The first, and largest, of these transactions was the late November announcement by RenaissanceRe Holdings that it had reached an agreement to acquire fellow Bermuda-based reinsurer Platinum Underwriters. The deal is valued at $1.9 billion. Analysts commenting on the transaction have stated that RenaissanceRe is interested in enlarging its casualty insurance reinsurance business, and that casualty reinsurance represents over half of Platinum Underwriters’s book of business.
Subsequently, in mid-December, Progressive Insurance announced its intention to acquire a controlling position in ARX Holding Corp, the parent company of American Strategic Insurance. American Strategic currently offers homeowners and property/casualty insurance to consumers in approximately 25 states. In announcing the transaction, Progressive stated that the transaction would support its strategy to service more customers who seek bundled homeowners/auto policies. The deal is valued at $875 million.

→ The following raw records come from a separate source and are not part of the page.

//! Erzeugen und Verlängern von Items: Einzel-Node, Polyline, Polygon, Pfad.

use glam::Vec3;

use crate::core::container::ItemContainer;
use crate::core::error::{TopologyError, TopologyResult};
use crate::core::items::{
    Item, ItemData, PathShape, PolygonShape, PolylineShape, Shape, ShapeMut, SingleNodeShape,
};
use crate::core::{propagation, Direction, FixedVec3, ItemId, Map, NodeId, Reference};

/// Legt ein Item mit einem einzelnen roten Anker-Node an.
pub fn add_single_node<C, F>(container: &mut C, position: Vec3, make: F) -> TopologyResult<ItemId>
where
    C: ItemContainer + ?Sized,
    F: FnOnce(SingleNodeShape) -> ItemData,
{
    FixedVec3::from_vec3(position)?;
    let node = container.add_node(position, true)?;
    let data = make(SingleNodeShape { node: node.into() });
    let item = container.add_item(Item::new(0, data))?;
    let map = container.map_mut();
    map.link(node, Direction::Forward, Some(item))?;
    Ok(item)
}

/// Legt ein Polyline-Item von `start` nach `end` an.
///
/// Der Start-Node ist rot und führt das Item vorwärts, der End-Node führt es
/// rückwärts.
pub fn add_polyline<C, F>(
    container: &mut C,
    start: Vec3,
    end: Vec3,
    make: F,
) -> TopologyResult<ItemId>
where
    C: ItemContainer + ?Sized,
    F: FnOnce(PolylineShape) -> ItemData,
{
    FixedVec3::from_vec3(start)?;
    FixedVec3::from_vec3(end)?;

    let node = container.add_node(start, true)?;
    let forward_node = container.add_node(end, false)?;
    let data = make(PolylineShape::new(node, forward_node));
    let item = container.add_item(Item::new(0, data))?;

    let map = container.map_mut();
    map.link(node, Direction::Forward, Some(item))?;
    map.link(forward_node, Direction::Backward, Some(item))?;
    propagation::recalculate_items(map, &[item]);
    Ok(item)
}

/// Legt ein Polygon an; der erste Node ist rot, alle führen das Item vorwärts.
pub fn add_polygon<C, F>(
    container: &mut C,
    positions: &[Vec3],
    min_nodes: usize,
    make: F,
) -> TopologyResult<ItemId>
where
    C: ItemContainer + ?Sized,
    F: FnOnce(PolygonShape) -> ItemData,
{
    let nodes = add_node_list(container, positions, min_nodes)?;
    let data = make(PolygonShape {
        nodes: nodes.iter().map(|n| Reference::Resolved(*n)).collect(),
    });
    let item = container.add_item(Item::new(0, data))?;
    let map = container.map_mut();
    for node in nodes {
        map.link(node, Direction::Forward, Some(item))?;
    }
    Ok(item)
}

/// Legt einen Pfad an und berechnet Rotationen und Segmentlängen.
pub fn add_path<C, F>(
    container: &mut C,
    positions: &[Vec3],
    make: F,
) -> TopologyResult<ItemId>
where
    C: ItemContainer + ?Sized,
    F: FnOnce(PathShape) -> ItemData,
{
    let nodes = add_node_list(container, positions, 2)?;
    let data = make(PathShape {
        lengths: vec![0.0; nodes.len() - 1],
        nodes: nodes.iter().map(|n| Reference::Resolved(*n)).collect(),
    });
    let item = container.add_item(Item::new(0, data))?;
    let map = container.map_mut();
    for node in nodes {
        map.link(node, Direction::Forward, Some(item))?;
    }
    propagation::recalculate_items(map, &[item]);
    Ok(item)
}

fn add_node_list<C>(
    container: &mut C,
    positions: &[Vec3],
    min_nodes: usize,
) -> TopologyResult<Vec<NodeId>>
where
    C: ItemContainer + ?Sized,
{
    if positions.len() < min_nodes {
        return Err(TopologyError::IndexOutOfRange {
            index: min_nodes.saturating_sub(1),
            len: positions.len(),
        });
    }
    for position in positions {
        FixedVec3::from_vec3(*position)?;
    }
    positions
        .iter()
        .enumerate()
        .map(|(i, position)| container.add_node(*position, i == 0))
        .collect()
}

/// Hängt ein neues Polyline-Segment an das Ende von `item`.
///
/// `make` erhält das Quell-Item und die Form des neuen Segments; dort wird
/// entschieden, welche Einstellungen übernommen werden.
pub fn append_polyline<F>(
    map: &mut Map,
    item: ItemId,
    position: Vec3,
    make: F,
) -> TopologyResult<ItemId>
where
    F: FnOnce(&Item, PolylineShape) -> ItemData,
{
    let source = map.item_entry(item)?.clone();
    let Shape::Polyline(line) = source.shape() else {
        return Err(wrong_shape(&source, "polyline"));
    };
    let end = line.forward_node.handle();
    let end_node = map.node_entry(end)?;
    if end_node.forward_item.is_some() {
        return Err(TopologyError::EndpointOccupied {
            node: end_node.uid,
            direction: Direction::Forward,
        });
    }
    FixedVec3::from_vec3(position)?;

    let new_node = map.create_node(position, false, source.owner())?;
    let data = make(&source, PolylineShape::new(end, new_node));
    let new_item = map.attach_item(Item::new(0, data), source.owner())?;
    map.link(end, Direction::Forward, Some(new_item))?;
    map.link(new_node, Direction::Backward, Some(new_item))?;
    super::recolor(map, end);

    propagation::recalculate_items(map, &[new_item]);
    Ok(new_item)
}

/// Setzt ein neues Polyline-Segment vor den Anfang von `item`.
///
/// Der neue Start-Node wird rot, der alte Start verliert seine Anker-Rolle.
pub fn prepend_polyline<F>(
    map: &mut Map,
    item: ItemId,
    position: Vec3,
    make: F,
) -> TopologyResult<ItemId>
where
    F: FnOnce(&Item, PolylineShape) -> ItemData,
{
    let source = map.item_entry(item)?.clone();
    let Shape::Polyline(line) = source.shape() else {
        return Err(wrong_shape(&source, "polyline"));
    };
    let start = line.node.handle();
    let start_node = map.node_entry(start)?;
    if start_node.backward_item.is_some() {
        return Err(TopologyError::EndpointOccupied {
            node: start_node.uid,
            direction: Direction::Backward,
        });
    }
    FixedVec3::from_vec3(position)?;

    let new_node = map.create_node(position, true, source.owner())?;
    let data = make(&source, PolylineShape::new(new_node, start));
    let new_item = map.attach_item(Item::new(0, data), source.owner())?;
    map.link(new_node, Direction::Forward, Some(new_item))?;
    map.link(start, Direction::Backward, Some(new_item))?;
    super::recolor(map, start);

    propagation::recalculate_items(map, &[new_item]);
    Ok(new_item)
}

/// Hängt einen Node an das Ende eines Pfades.
pub fn append_path_node(map: &mut Map, item: ItemId, position: Vec3) -> TopologyResult<NodeId> {
    insert_path_node(map, item, position, false)
}

/// Setzt einen Node an den Anfang eines Pfades; er wird zum neuen Anker.
pub fn prepend_path_node(map: &mut Map, item: ItemId, position: Vec3) -> TopologyResult<NodeId> {
    insert_path_node(map, item, position, true)
}

fn insert_path_node(
    map: &mut Map,
    item: ItemId,
    position: Vec3,
    at_start: bool,
) -> TopologyResult<NodeId> {
    let entry = map.item_entry(item)?;
    let owner = entry.owner();
    let Shape::Path(path) = entry.shape() else {
        return Err(wrong_shape(entry, "path"));
    };
    let old_first = path.nodes.first().map(|r| r.handle());
    FixedVec3::from_vec3(position)?;

    let node = map.create_node(position, at_start, owner)?;
    if let Some(entry) = map.item_mut(item) {
        if let ShapeMut::Path(path) = entry.data.shape_mut() {
            if at_start {
                path.nodes.insert(0, node.into());
                path.lengths.insert(0, 0.0);
            } else {
                path.nodes.push(node.into());
                path.lengths.push(0.0);
            }
        }
    }
    map.link(node, Direction::Forward, Some(item))?;
    if at_start {
        if let Some(old) = old_first.and_then(|old| map.node_mut(old)) {
            old.set_red(false);
        }
        map.place_item(item);
        let nodes = map.item_entry(item)?.nodes();
        for node in nodes {
            map.refresh_node_sectors(node);
        }
    }

    propagation::recalculate_items(map, &[item]);
    Ok(node)
}

pub(crate) fn wrong_shape(item: &Item, expected: &'static str) -> TopologyError {
    TopologyError::WrongShape {
        uid: item.uid,
        expected,
    }
}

Finally, on December 18, ACE Limited announced that it was acquiring Fireman’s Fund’s high net worth personal lines insurance business from Allianz Group. The deal is valued at $365 million, and would supplement ACE’s current high net worth personal lines business conducted through ACE Private Risk Services. The acquisition by ACE, coupled with Allianz’s planned integration of the remainder of Fireman’s Fund’s commercial insurance business into Allianz Global Corporate & Specialty Insurance, will mean the end for the Fireman’s Fund brand name, which has been in existence for over 150 years.
Notably, despite the insurance industry’s antitrust exemption – the McCarran-Ferguson Act – the parties to these proposed transactions must obtain regulatory antitrust approval from the FTC/DOJ Antitrust Division before the transactions can be completed. This was made clear by the Supreme Court in SEC v. National Securities, Inc., 393 U.S. 453 (1969), in which the Court expressly held that insurance industry mergers are not "the business of insurance" for McCarran purposes (and thus are not exempt). See also In re American General Insurance Co., 81 F.T.C. 1052 (1972) (insurance company mergers are not the "business of insurance"). In addition, most states also regulate insurance industry mergers under their versions of the NAIC Insurance Company Holding Act, which typically require notice and approval of any "change in control." Accordingly, while none of the announced transactions appear to present any significant antitrust issues, and thus approval is not unlikely, the transactions are not expected to close until the first quarter of 2015, or later.